On second thought, let's hope she was the babysitter; moms should know better.

Saturday, May 13, 2006

Words Americans can't resist

These words in a book title or a store ad will almost guarantee success.

Gift
Free
Myth
Secret
Steps
Coupon
Sale
Save
New
Discount
Only
Shop

and

Diet

Thursday, May 04, 2006

Eat, limp, take pills, have surgery

A reader of USAToday says that when she complained of knee pain to her doctor, he said, "If you take the Cadillac body off of the Volkswagen frame, your knee won't hurt." Yikes. In this victim-knows-best world, that could get you sued. But instead, Ivory Dorsey of Georgia lost 30 pounds. She says losing weight is inconvenient and intentional. Gaining it is convenient and unintentional. Wellness, she says, is a conscious choice. She knew her choices. Eat, limp, take pills, then have surgery, or lose the weight.

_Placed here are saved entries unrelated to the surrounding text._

//! HTTP surface for the workflow execution core (§6): instance
//! lifecycle, human task, and subdivision routes, wired onto
//! [`state::AppState`] and served behind whatever gateway authenticates
//! the caller and forwards `X-User-Id`.

pub mod current_user;
pub mod dto;
pub mod error;
pub mod routes;
pub mod state;

pub use current_user::CurrentUser;
pub use error::{ApiError, ApiResult};
pub use state::AppState;
//! Error-to-HTTP mapping (§6/§7): every handler returns `ApiResult<T>`;
//! [`ApiError`] is the single place a [`WorkflowError`] becomes a
//! status code and the `{success, message, code, details}` body.

use actix_web::{http::StatusCode, HttpResponse, ResponseError};
use serde::Serialize;
use serde_json::Value;

use workflow_engine_core::error::WorkflowError;

#[derive(Debug)]
pub struct ApiError(pub WorkflowError);

impl std::fmt::Display for ApiError {
    fn fmt(&self, f: &mut std::fmt::Formatter<'_>) -> std::fmt::Result {
        write!(f, "{}", self.0)
    }
}

#[derive(Debug, Serialize)]
struct ErrorBody {
    success: bool,
    message: String,
    code: &'static str,
    details: Option<Value>,
}

impl ResponseError for ApiError {
    fn status_code(&self) -> StatusCode {
        match &self.0 {
            WorkflowError::ValidationError { .. }
            | WorkflowError::CycleDetected { .. }
            | WorkflowError::SerializationError { .. }
            | WorkflowError::DeserializationError { .. }
            | WorkflowError::InvalidStateTransition { .. } => StatusCode::BAD_REQUEST,
            WorkflowError::AuthorizationError { .. } => StatusCode::FORBIDDEN,
            WorkflowError::NotFoundError { .. } => StatusCode::NOT_FOUND,
            WorkflowError::ConflictError { .. } => StatusCode::CONFLICT,
            _ => StatusCode::INTERNAL_SERVER_ERROR,
        }
    }

    fn error_response(&self) -> HttpResponse {
        let code = match &self.0 {
            WorkflowError::ValidationError { .. } | WorkflowError::InvalidStateTransition { .. } => "validation_error",
            WorkflowError::AuthorizationError { .. } => "not_authorised",
            WorkflowError::NotFoundError { .. } => "not_found",
            WorkflowError::ConflictError { .. } => "conflict",
            WorkflowError::CycleDetected { .. } => "cycle_detected",
            WorkflowError::TransientExternalError { .. } => "transient_external",
            WorkflowError::InternalConsistencyError { .. } => "internal_consistency",
            WorkflowError::DataParseError { .. } => "data_parse",
            _ => "internal_error",
        };

        HttpResponse::build(self.status_code()).json(ErrorBody {
            success: false,
            message: self.0.to_string(),
            code,
            details: None,
        })
    }
}

impl From<WorkflowError> for ApiError {
    fn from(err: WorkflowError) -> Self {
        Self(err)
    }
}

impl From<workflow_engine_store::StoreError> for ApiError {
    fn from(err: workflow_engine_store::StoreError) -> Self {
        Self(err.into())
    }
}

impl From<workflow_engine_tasks::TaskServiceError> for ApiError {
    fn from(err: workflow_engine_tasks::TaskServiceError) -> Self {
        Self(err.into())
    }
}

impl From<workflow_engine_subdivision::SubdivisionServiceError> for ApiError {
    fn from(err: workflow_engine_subdivision::SubdivisionServiceError) -> Self {
        Self(err.into())
    }
}

pub type ApiResult<T> = Result<T, ApiError>;

#[cfg(test)]
mod tests {
    use super::*;

    #[test]
    fn not_found_maps_to_404() {
        let err = ApiError(WorkflowError::not_found("x"));
        assert_eq!(err.status_code(), StatusCode::NOT_FOUND);
    }

    #[test]
    fn authorisation_maps_to_403() {
        let err = ApiError(WorkflowError::not_authorised("x"));
        assert_eq!(err.status_code(), StatusCode::FORBIDDEN);
    }

    #[test]
    fn conflict_maps_to_409() {
        let err = ApiError(WorkflowError::conflict("x"));
        assert_eq!(err.status_code(), StatusCode::CONFLICT);
    }

    #[test]
    fn transient_maps_to_500() {
        let err = ApiError(WorkflowError::transient("x"));
        assert_eq!(err.status_code(), StatusCode::INTERNAL_SERVER_ERROR);
    }

    #[test]
    fn invalid_state_transition_maps_to_400() {
        let err = ApiError(WorkflowError::InvalidStateTransition {
            entity: "task".into(),
            from: "completed".into(),
            to: "completed".into(),
        });
        assert_eq!(err.status_code(), StatusCode::BAD_REQUEST);
    }
}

I promised myself 30 minutes a day of exercise exactly 3 weeks ago, and most days I've exceeded that. I didn't adjust my promise (I never set goals) because exceeding is better than not meeting. I'm not the least bit puzzled about why I've put on 15 pounds the last two years, even though I retired six years ago. It's 1) broadband connection keeps me sitting longer than when I worked, 2) lack of regular exercise, and 3) eating more of just about everything, even healthy stuff.

And surprise, surprise. Not a single pound has come off even with walking 2 miles a day. It certainly comes easier than it goes, doesn't it?

I'm walking with a group of ladies who blog--from around the country and Europe. It's nice to have company. However, when they are other bloggers, no one needs to rearrange a schedule, or find a special location that easy for all. I've also loaded my tape player/radio and my cd player with new batteries. Today I'm starting the book about planets, by Dava Sobel who also wrote Galileo's Daughter.